— Elle en a une autre : le tuer ! fit Beaufort d’un ton sinistre.
— Je ne crois pas. C’est une femme qui sait mesurer les risques et celui-là serait trop gros : un meurtre laisse des traces, ce serait la roue pour l’assassin et l’épée du bourreau pour elle. Où est votre écuyer ?
— Dehors. Il surveille la maison…
— Mon valet La Chaussée en fait autant. Sans vous commander, monseigneur, allez rejoindre votre serviteur, reprenez vos chevaux et restez à quelque distance. Quelque chose me dit que l’enfant va partir cette nuit. Je vais envoyer renverser une charrette de bois à l’autre bout de la rue…
« Quelle femme ! pensa Beaufort. Elle ferait un meilleur Lieutenant civil que son père ! » Puis, tout haut :
— Si nous réussissons, ce sera grâce à vous, marquise ! Comment pourrais-je vous remercier ?
Mme de Brinvilliers eut un petit sourire :
— J’aimerais, si la duchesse retrouve son fils, qu’elle accepte de me présenter à la Reine. Nous sommes nobles de fraîche date puisque le nom de mon époux est Antoine Gobelin, de la famille des grands liciers, mais Gobelin tout de même.

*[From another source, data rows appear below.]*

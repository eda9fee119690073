use std::fs;
use std::path::{Path, PathBuf};

use ansible_schema_core::{DEFAULT_TARGET_VERSION, OverrideTable, Version};
use ansible_schema_discovery::{
    ExtractionFailure, OutputFormat, discover_records, extract_file, format_document,
    load_overrides,
};
use ansible_schema_synth::{
    Classification, DEFAULT_DESCRIPTION, DEFAULT_TITLE, Diagnostic, DiagnosticCode,
    SynthesisConfig, SynthesisReport, Synthesizer, deferred_schema,
};
use clap::{Args, Parser, Subcommand};
use serde::Serialize;
use tracing_subscriber::{EnvFilter, fmt, layer::SubscriberExt, util::SubscriberInitExt};

#[derive(Debug, Parser)]
#[command(name = "ansible-schema")]
#[command(about = "Generate a JSON Schema for Ansible task lists from module documentation")]
#[command(version)]
struct Cli {
    /// Log level used when RUST_LOG is not set (error, warn, info, debug, trace).
    #[arg(long, global = true, default_value = "warn")]
    log_level: String,
    #[command(subcommand)]
    command: Command,
}

#[derive(Debug, Subcommand)]
enum Command {
    /// Scan a module tree and write the composite task schema.
    Generate(GenerateArgs),
    /// Show how a single module file would be classified and rendered.
    Inspect(InspectArgs),
}

#[derive(Debug, Args)]
struct SynthesisArgs {
    /// Ansible version used to gate type overrides.
    #[arg(long, default_value_t = DEFAULT_TARGET_VERSION)]
    target_version: Version,
    /// Drop modules that end up with no required property.
    #[arg(long)]
    strict: bool,
    /// Additional override table (YAML or JSON list), consulted after the built-ins.
    #[arg(long)]
    overrides: Option<PathBuf>,
}

#[derive(Debug, Args)]
struct GenerateArgs {
    /// Directory containing module sources.
    #[arg(long)]
    directory: PathBuf,
    /// Output file (default: stdout).
    #[arg(long)]
    output: Option<PathBuf>,
    /// Document title.
    #[arg(long, default_value = DEFAULT_TITLE)]
    title: String,
    /// Document description.
    #[arg(long, default_value = DEFAULT_DESCRIPTION)]
    description: String,
    #[command(flatten)]
    synthesis: SynthesisArgs,
    /// Output format.
    #[arg(long, default_value = "json")]
    format: OutputFormat,
    /// Number of parallel extraction jobs (default: number of CPUs).
    #[arg(long)]
    jobs: Option<usize>,
    /// Print the run report as JSON to stderr.
    #[arg(long)]
    report: bool,
}

#[derive(Debug, Args)]
struct InspectArgs {
    /// Module source or documentation sidecar.
    #[arg(long)]
    input: PathBuf,
    #[command(flatten)]
    synthesis: SynthesisArgs,
    /// Output format.
    #[arg(long, default_value = "json")]
    format: OutputFormat,
}

fn main() {
    let cli = Cli::parse();

    let result = init_tracing(&cli.log_level).and_then(|()| match cli.command {
        Command::Generate(args) => run_generate(args),
        Command::Inspect(args) => run_inspect(args),
    });

    if let Err(err) = result {
        eprintln!("error: {err}");
        std::process::exit(1);
    }
}

fn init_tracing(level: &str) -> Result<(), String> {
    let filter = match EnvFilter::try_from_default_env() {
        Ok(filter) => filter,
        Err(_) => EnvFilter::try_new(level)
            .map_err(|err| format!("Invalid log level '{level}': {err}"))?,
    };

    tracing_subscriber::registry()
        .with(filter)
        .with(fmt::layer().with_writer(std::io::stderr).with_target(false))
        .try_init()
        .map_err(|err| format!("Failed to initialize logging: {err}"))
}

fn build_synthesizer(args: &SynthesisArgs, config: SynthesisConfig) -> Result<Synthesizer, String> {
    let mut overrides = OverrideTable::builtin();
    if let Some(path) = &args.overrides {
        let entries = load_overrides(path)
            .map_err(|err| format!("Failed to load overrides '{}': {err}", path.display()))?;
        tracing::info!(path = %path.display(), entries = entries.len(), "Loaded overrides");
        overrides = overrides.extended(entries);
    }
    Ok(Synthesizer::new(config).with_overrides(overrides))
}

/// Report printed by `generate --report`.
#[derive(Debug, Serialize)]
struct RunReport<'a> {
    target_version: String,
    extraction_failures: &'a [ExtractionFailure],
    #[serde(flatten)]
    synthesis: &'a SynthesisReport,
    code_summary: Vec<CodeCount>,
}

#[derive(Debug, Serialize)]
struct CodeCount {
    code: DiagnosticCode,
    count: usize,
}

fn run_generate(args: GenerateArgs) -> Result<(), String> {
    let config = SynthesisConfig {
        target_version: args.synthesis.target_version,
        strict: args.synthesis.strict,
        title: args.title,
        description: args.description,
    };
    let synthesizer = build_synthesizer(&args.synthesis, config)?;

    let discovery = discover_records(&args.directory, args.jobs).map_err(|err| err.to_string())?;
    let outcome = synthesizer.synthesize(&discovery.records);
    let document = format_document(&outcome.schema, args.format)?;

    match &args.output {
        Some(path) => write_output(path, &document)?,
        None => print!("{document}"),
    }

    if args.report {
        let report = RunReport {
            target_version: synthesizer.config().target_version.to_string(),
            extraction_failures: &discovery.failures,
            synthesis: &outcome.report,
            code_summary: outcome
                .report
                .code_summary()
                .into_iter()
                .map(|(code, count)| CodeCount { code, count })
                .collect(),
        };
        eprintln!("{}", format_document(&report, OutputFormat::Json)?.trim_end());
    } else {
        eprintln!(
            "Generated schema with {} ordinary and {} deferred modules ({} files skipped, {} diagnostics)",
            outcome.report.ordinary_modules.len(),
            outcome.report.deferred_modules.len(),
            discovery.failures.len(),
            outcome.report.diagnostics.len()
        );
    }

    Ok(())
}

/// Output of `inspect`.
#[derive(Debug, Serialize)]
struct Inspection {
    source: String,
    classification: &'static str,
    #[serde(skip_serializing_if = "Option::is_none")]
    module: Option<String>,
    #[serde(skip_serializing_if = "Option::is_none")]
    reason: Option<String>,
    #[serde(skip_serializing_if = "Option::is_none")]
    schema: Option<serde_json::Value>,
    #[serde(skip_serializing_if = "Vec::is_empty")]
    diagnostics: Vec<Diagnostic>,
}

fn run_inspect(args: InspectArgs) -> Result<(), String> {
    let config = SynthesisConfig {
        target_version: args.synthesis.target_version,
        strict: args.synthesis.strict,
        ..SynthesisConfig::default()
    };
    let synthesizer = build_synthesizer(&args.synthesis, config)?;

    let record = extract_file(&args.input)
        .map_err(|err| format!("Failed to extract '{}': {err}", args.input.display()))?;
    let source = args.input.display().to_string();
    let classification = ansible_schema_synth::classify(&record);

    let mut inspection = Inspection {
        source: source.clone(),
        classification: classification.label(),
        module: None,
        reason: None,
        schema: None,
        diagnostics: Vec::new(),
    };

    let built = match &classification {
        Classification::Ignore(reason) => {
            inspection.module = record.title.clone();
            inspection.reason = Some(reason.to_string());
            None
        }
        Classification::Deferred(title) => {
            inspection.module = Some(title.clone());
            Some(deferred_schema(title, &record, synthesizer.inference()))
        }
        Classification::Ordinary(title) => {
            inspection.module = Some(title.clone());
            Some(
                synthesizer
                    .module_schema(title, &record)
                    .map(|(schema, inferred)| (schema.to_value(), inferred)),
            )
        }
    };

    if let Some(built) = built {
        let title = inspection.module.clone().unwrap_or_default();
        let (schema, inferred) =
            built.map_err(|err| format!("Module '{title}' would be skipped: {err}"))?;
        inspection.diagnostics = inferred
            .unsafe_choices
            .iter()
            .map(|demoted| {
                Diagnostic::new(
                    &source,
                    Some(&title),
                    DiagnosticCode::UnsafeChoiceValue,
                    format!(
                        "option '{}' has choices with whitespace ({})",
                        demoted.option,
                        demoted.values.join(", ")
                    ),
                )
            })
            .collect();
        inspection.schema = Some(schema);
    }

    print!("{}", format_document(&inspection, args.format)?);
    Ok(())
}

fn write_output(path: &Path, document: &str) -> Result<(), String> {
    if let Some(parent) = path.parent().filter(|parent| !parent.as_os_str().is_empty()) {
        fs::create_dir_all(parent)
            .map_err(|err| format!("Failed to create '{}': {err}", parent.display()))?;
    }
    fs::write(path, document).map_err(|err| format!("Failed to write '{}': {err}", path.display()))
}

#[cfg(test)]
mod tests {
    use super::*;

    #[test]
    fn test_cli_parses_generate_defaults() {
        let cli = Cli::try_parse_from(["ansible-schema", "generate", "--directory", "lib"]).unwrap();
        assert_eq!(cli.log_level, "warn");
        let Command::Generate(args) = cli.command else {
            panic!("expected generate");
        };
        assert_eq!(args.synthesis.target_version, DEFAULT_TARGET_VERSION);
        assert_eq!(args.title, DEFAULT_TITLE);
        assert_eq!(args.format, OutputFormat::Json);
        assert!(!args.synthesis.strict);
        assert!(args.output.is_none());
    }

    #[test]
    fn test_cli_parses_target_version_and_format() {
        let cli = Cli::try_parse_from([
            "ansible-schema",
            "--log-level",
            "debug",
            "generate",
            "--directory",
            "lib",
            "--target-version",
            "2.7",
            "--format",
            "yaml",
            "--strict",
        ])
        .unwrap();
        let Command::Generate(args) = cli.command else {
            panic!("expected generate");
        };
        assert_eq!(args.synthesis.target_version, Version::new(2, 7, 0));
        assert_eq!(args.format, OutputFormat::Yaml);
        assert!(args.synthesis.strict);
    }

    #[test]
    fn test_cli_rejects_bad_version() {
        let result = Cli::try_parse_from([
            "ansible-schema",
            "generate",
            "--directory",
            "lib",
            "--target-version",
            "two",
        ]);
        assert!(result.is_err());
    }
}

Sans être tout à fait une savonnette à vilain, notre marquisat est un peu frais.
— Acquis aux armées, madame, ce qui donne bien des droits.
— Certes, certes… mais je voudrais voir la Cour d’un peu près.
— J’y veillerai, marquise, et la duchesse sera heureuse de vous aider.
Redescendu dans la rue obscure, Beaufort envoya Ganseville chercher les chevaux et s’établit avec lui dans le boyau nauséabond qui filait entre deux immeubles. On y jetait les détritus et c’était apparemment une terre d’élection pour les rats. Quelques coups de pied les mirent en fuite. En même temps, sortie des dépendances de l’hôtel d’Aubray, une charrette lourdement chargée se mit à cahoter sur les pavés inégaux avec des grincements d’apocalypse avant de s’effondrer juste à la sortie de la rue. Tout était donc en place et l’attente commença.
Elle allait être longue. Commencée aux environs de neuf heures, elle s’étira bien après que le clocher de l’église Saint-Paul eut sonné minuit. Les guetteurs commençaient à trouver le temps long quand, enfin, les portes de l’hôtel La Bazinière s’ouvrirent sans bruit : une chaise à porteurs, escortée de deux hommes armés d’une épée mais ne portant aucun luminaire, se dirigea vers la rue Saint-Paul.
— Où peut-elle aller ainsi en pleine nuit ? souffla Beaufort persuadé que son ennemie occupait la chaise. Suivons-la !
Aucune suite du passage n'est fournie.